A phishing email scam disguising itself as an agent of American Express is focusing on clients’ sensitive data by expressing that there is a security issue with their credit card. The email trick asks clients for their personal information through an attached form and prompts the users to create new login credentials.
Mode Of Operation
These phishing email scams are seen to have subjects, for example, ‘Notice Concerning your CardMember Account’, ‘Reminder – We’ve issued a security concern (Action Required)’, and ‘REMINDER: A concern that requires your action’.
The email content expresses that:
“… at the time of report analysis, we encountered errors, therefore we order you to confirm your on-document records with us through the attached safe fillable web form.”
The attached form to be filled requests details, for example, users’ online account credentials, card number, security code, expiration date, mother’s maiden name, mother’s birth date, birth year, first elementary school name, and security pin. Then it redirects the victims to create new login credentials.
A case of the phishing email seen by Myonlinesecurity can be seen underneath.
“Primary Cardmember Message
We are writing to let you know that there is a recent security report for your American Express Account(s). At the time of report analysis, errors were encountered.
In view of this, We mandate that you confirm your on-file records with us.
You are to
A safe attached fillable Web form is sent with this message.
*See attached form, download and open to continue.
Thank you for your continued card membership,
American Express Customer Service”
When the victims submit the form with their own details, the gathered data is then sent to the tricksters. The clients are then redirected to the real americanexpress.com page that states “Thank you for your feedback.”
It is to be noticed that these messages are conveyed from mail domains that depend on the “American Express” keyword, for example, AmExpress@amnex[.]com, AmericanExpress@aemail[.]com, and AmericanExpress@ampress[.]com.

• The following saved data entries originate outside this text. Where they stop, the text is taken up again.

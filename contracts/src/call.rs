//! # Call Context
//!
//! One [`Call`] per entry-point invocation. It carries who is calling, the
//! write overlay the call stages into, handles to custody, and the events
//! emitted so far. Engines receive `&mut Call` and nothing else.

use vaultbank_protocol::access::{self, Role, Roles};
use vaultbank_protocol::config::BankConfig;
use vaultbank_protocol::pause::{self, Gate};
use vaultbank_protocol::storage::{LogicVersion, StateTx, Store};
use vaultbank_protocol::vault::Custody;
use vaultbank_protocol::{Address, AssetId, BankError, BankEvent, BankResult};

use crate::meta;

pub struct Call<'a> {
    operation: &'static str,
    caller: Address,
    bank: Address,
    custody: &'a Custody,
    config: &'a BankConfig,
    events: Vec<BankEvent>,
    /// Staged writes for this call.
    pub state: StateTx<'a>,
}

impl<'a> Call<'a> {
    pub fn new(
        operation: &'static str,
        caller: Address,
        bank: Address,
        store: &'a dyn Store,
        custody: &'a Custody,
        config: &'a BankConfig,
    ) -> Self {
        Self {
            operation,
            caller,
            bank,
            custody,
            config,
            events: Vec::new(),
            state: StateTx::new(store),
        }
    }

    pub fn operation(&self) -> &'static str {
        self.operation
    }

    pub fn caller(&self) -> Address {
        self.caller
    }

    /// The proxy's own address: the holder of custody.
    pub fn bank(&self) -> Address {
        self.bank
    }

    pub fn emit(&mut self, event: BankEvent) {
        self.events.push(event);
    }

    // -- checks ---------------------------------------------------------------

    pub fn roles(&self) -> BankResult<Roles> {
        access::load_roles(&self.state)?.ok_or(BankError::NotInitialized)
    }

    /// Fails with `Unauthorized` unless the caller holds `role`.
    pub fn require(&self, role: Role) -> BankResult<Roles> {
        let roles = self.roles()?;
        roles.authorize(&self.caller, role)?;
        Ok(roles)
    }

    /// Fails with `SystemPaused` when the pause flag blocks `gate`.
    pub fn ensure_open(&self, gate: Gate) -> BankResult<()> {
        let state = pause::load(&self.state)?;
        state.ensure_open(gate, self.config.pause_policy)?;
        Ok(())
    }

    pub fn logic_version(&self) -> BankResult<LogicVersion> {
        meta::verified_version(&self.state)
    }

    /// The error for an entry point the active logic does not provide.
    pub fn unsupported(&self, version: LogicVersion) -> BankError {
        BankError::UnsupportedOperation {
            operation: self.operation,
            version,
        }
    }

    /// Maps a token address argument onto an asset id. The zero address is
    /// the native sentinel, never a token.
    pub fn token_asset(token: &Address) -> BankResult<AssetId> {
        if token.is_zero() {
            return Err(BankError::InvalidAddress(
                "the zero address is the native coin, not a token".into(),
            ));
        }
        Ok(AssetId::Token(*token))
    }

    /// Fails with `InvalidAddress` when `account` is the bank itself. Custody
    /// cannot pay or be paid by its own holder.
    pub fn ensure_not_bank(&self, account: &Address) -> BankResult<()> {
        if *account == self.bank {
            return Err(BankError::InvalidAddress(
                "the bank cannot be a party to its own ledger".into(),
            ));
        }
        Ok(())
    }

    // -- value movement -------------------------------------------------------

    /// Takes `amount` of `asset` from `from` into custody.
    pub fn pull(&self, asset: &AssetId, from: &Address, amount: u64) -> BankResult<()> {
        match asset {
            AssetId::Native => self
                .custody
                .native
                .send(from, &self.bank, amount)
                .map_err(|e| BankError::TransferFailed(e.to_string())),
            AssetId::Token(token) => {
                let token = self
                    .custody
                    .tokens
                    .resolve(token)
                    .map_err(|e| BankError::TransferFailed(e.to_string()))?;
                token
                    .transfer_from(self.bank, *from, self.bank, amount)
                    .map_err(|e| BankError::TransferFailed(e.to_string()))
            }
        }
    }

    /// Sends `amount` of `asset` out of custody to `to`.
    pub fn send(&self, asset: &AssetId, to: &Address, amount: u64) -> BankResult<()> {
        match asset {
            AssetId::Native => self
                .custody
                .native
                .send(&self.bank, to, amount)
                .map_err(|e| BankError::TransferFailed(e.to_string())),
            AssetId::Token(token) => {
                let token = self
                    .custody
                    .tokens
                    .resolve(token)
                    .map_err(|e| BankError::TransferFailed(e.to_string()))?;
                token
                    .transfer(self.bank, *to, amount)
                    .map_err(|e| BankError::TransferFailed(e.to_string()))
            }
        }
    }

    // -- completion -----------------------------------------------------------

    /// Commits staged state and hands back the emitted events.
    pub fn commit(self) -> BankResult<Vec<BankEvent>> {
        self.state.commit()?;
        Ok(self.events)
    }

    /// Discards staged state and reverts anything already flushed.
    pub fn rollback(self) -> BankResult<()> {
        self.state.rollback()?;
        Ok(())
    }
}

How to remain safe from such scams?
It is imperative for all web clients to know about such phishing tricks and pursue certain standard security practices to secure their online accounts.
It is to be remembered that organizations particularly financial associations don’t ask for personal information through email or on call.
On the off chance that you get any such email that contains links to sites and requests for your personal information, then it may be a scam, thus it is prescribed that you contact the association to confirm the email.